• **Work to be completed**:
Please copy out the entries until you have copied the line that contains "reqwest wrapper with", beginning with the first line.

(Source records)
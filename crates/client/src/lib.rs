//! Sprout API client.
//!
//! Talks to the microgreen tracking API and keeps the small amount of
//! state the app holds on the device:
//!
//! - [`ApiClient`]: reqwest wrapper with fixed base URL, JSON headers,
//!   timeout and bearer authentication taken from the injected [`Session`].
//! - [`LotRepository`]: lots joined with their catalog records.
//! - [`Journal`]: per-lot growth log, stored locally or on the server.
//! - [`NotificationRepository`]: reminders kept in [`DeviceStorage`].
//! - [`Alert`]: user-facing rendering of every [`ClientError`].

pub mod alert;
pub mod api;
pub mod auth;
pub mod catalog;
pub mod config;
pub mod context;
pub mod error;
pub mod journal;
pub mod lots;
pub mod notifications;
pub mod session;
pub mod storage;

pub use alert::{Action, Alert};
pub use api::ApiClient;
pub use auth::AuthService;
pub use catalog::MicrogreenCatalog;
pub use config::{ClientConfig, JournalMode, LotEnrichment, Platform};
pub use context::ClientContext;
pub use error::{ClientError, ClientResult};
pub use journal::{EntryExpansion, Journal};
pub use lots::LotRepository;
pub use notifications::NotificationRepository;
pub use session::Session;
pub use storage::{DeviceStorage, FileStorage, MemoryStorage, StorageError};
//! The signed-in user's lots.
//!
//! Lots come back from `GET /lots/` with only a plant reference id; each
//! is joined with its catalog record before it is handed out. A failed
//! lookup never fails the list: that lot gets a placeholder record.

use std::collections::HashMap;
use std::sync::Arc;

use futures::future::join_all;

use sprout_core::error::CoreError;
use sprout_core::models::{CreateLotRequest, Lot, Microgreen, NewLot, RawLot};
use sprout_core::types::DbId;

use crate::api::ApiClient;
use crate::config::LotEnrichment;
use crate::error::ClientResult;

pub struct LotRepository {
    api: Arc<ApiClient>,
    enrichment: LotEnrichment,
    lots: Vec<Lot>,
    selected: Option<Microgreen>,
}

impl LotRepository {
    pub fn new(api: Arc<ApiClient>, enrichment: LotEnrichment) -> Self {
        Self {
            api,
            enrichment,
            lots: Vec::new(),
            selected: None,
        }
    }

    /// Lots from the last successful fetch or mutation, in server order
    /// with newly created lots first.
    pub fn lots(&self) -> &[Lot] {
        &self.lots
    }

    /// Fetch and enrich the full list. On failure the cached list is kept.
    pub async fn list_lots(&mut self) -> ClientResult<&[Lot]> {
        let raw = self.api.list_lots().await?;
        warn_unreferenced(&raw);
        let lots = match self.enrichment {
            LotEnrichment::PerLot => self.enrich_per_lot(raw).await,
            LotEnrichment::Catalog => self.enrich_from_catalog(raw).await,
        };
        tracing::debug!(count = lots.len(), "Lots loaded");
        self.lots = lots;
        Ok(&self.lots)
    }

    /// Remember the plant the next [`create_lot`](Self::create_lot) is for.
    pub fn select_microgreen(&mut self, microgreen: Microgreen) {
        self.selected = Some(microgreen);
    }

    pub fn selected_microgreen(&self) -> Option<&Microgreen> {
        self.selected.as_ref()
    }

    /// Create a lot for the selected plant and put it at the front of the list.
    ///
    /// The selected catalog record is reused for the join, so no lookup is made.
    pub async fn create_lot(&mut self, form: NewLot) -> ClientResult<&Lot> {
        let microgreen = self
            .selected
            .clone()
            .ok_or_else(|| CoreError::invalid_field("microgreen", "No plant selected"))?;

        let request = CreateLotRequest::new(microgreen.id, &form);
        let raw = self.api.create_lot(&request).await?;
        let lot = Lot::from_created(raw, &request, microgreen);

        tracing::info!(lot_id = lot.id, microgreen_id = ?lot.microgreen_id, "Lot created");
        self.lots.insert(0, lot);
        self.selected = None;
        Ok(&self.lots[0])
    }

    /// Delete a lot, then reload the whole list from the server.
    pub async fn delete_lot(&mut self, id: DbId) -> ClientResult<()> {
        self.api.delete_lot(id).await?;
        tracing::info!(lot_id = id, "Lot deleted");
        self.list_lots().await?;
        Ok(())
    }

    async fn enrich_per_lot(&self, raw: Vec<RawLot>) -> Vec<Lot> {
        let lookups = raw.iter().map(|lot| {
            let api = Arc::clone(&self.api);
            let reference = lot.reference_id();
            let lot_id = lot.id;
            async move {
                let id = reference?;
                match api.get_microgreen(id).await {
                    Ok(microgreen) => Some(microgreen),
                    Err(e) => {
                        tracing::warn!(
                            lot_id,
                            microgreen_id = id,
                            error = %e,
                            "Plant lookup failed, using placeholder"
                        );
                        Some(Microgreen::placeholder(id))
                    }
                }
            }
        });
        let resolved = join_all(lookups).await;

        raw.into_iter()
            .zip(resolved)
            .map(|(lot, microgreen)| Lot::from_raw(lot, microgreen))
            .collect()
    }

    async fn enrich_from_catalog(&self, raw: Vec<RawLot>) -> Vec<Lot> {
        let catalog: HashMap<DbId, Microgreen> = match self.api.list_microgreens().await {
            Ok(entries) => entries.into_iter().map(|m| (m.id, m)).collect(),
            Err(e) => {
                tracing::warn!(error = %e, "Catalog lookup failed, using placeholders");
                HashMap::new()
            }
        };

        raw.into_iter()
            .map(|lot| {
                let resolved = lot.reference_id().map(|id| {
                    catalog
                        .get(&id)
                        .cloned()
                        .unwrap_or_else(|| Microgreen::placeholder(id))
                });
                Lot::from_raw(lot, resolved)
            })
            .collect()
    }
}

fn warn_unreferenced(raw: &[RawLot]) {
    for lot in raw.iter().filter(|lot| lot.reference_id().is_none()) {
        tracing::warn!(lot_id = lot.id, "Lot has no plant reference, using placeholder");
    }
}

• **Answer section**:
filename crates/client/src/lib.rs
//! Sprout API client.
//!
//! Talks to the microgreen tracking API and keeps the small amount of
//! state the app holds on the device:
//!
//! - [`ApiClient`]: reqwest wrapper with fixed base URL, JSON headers,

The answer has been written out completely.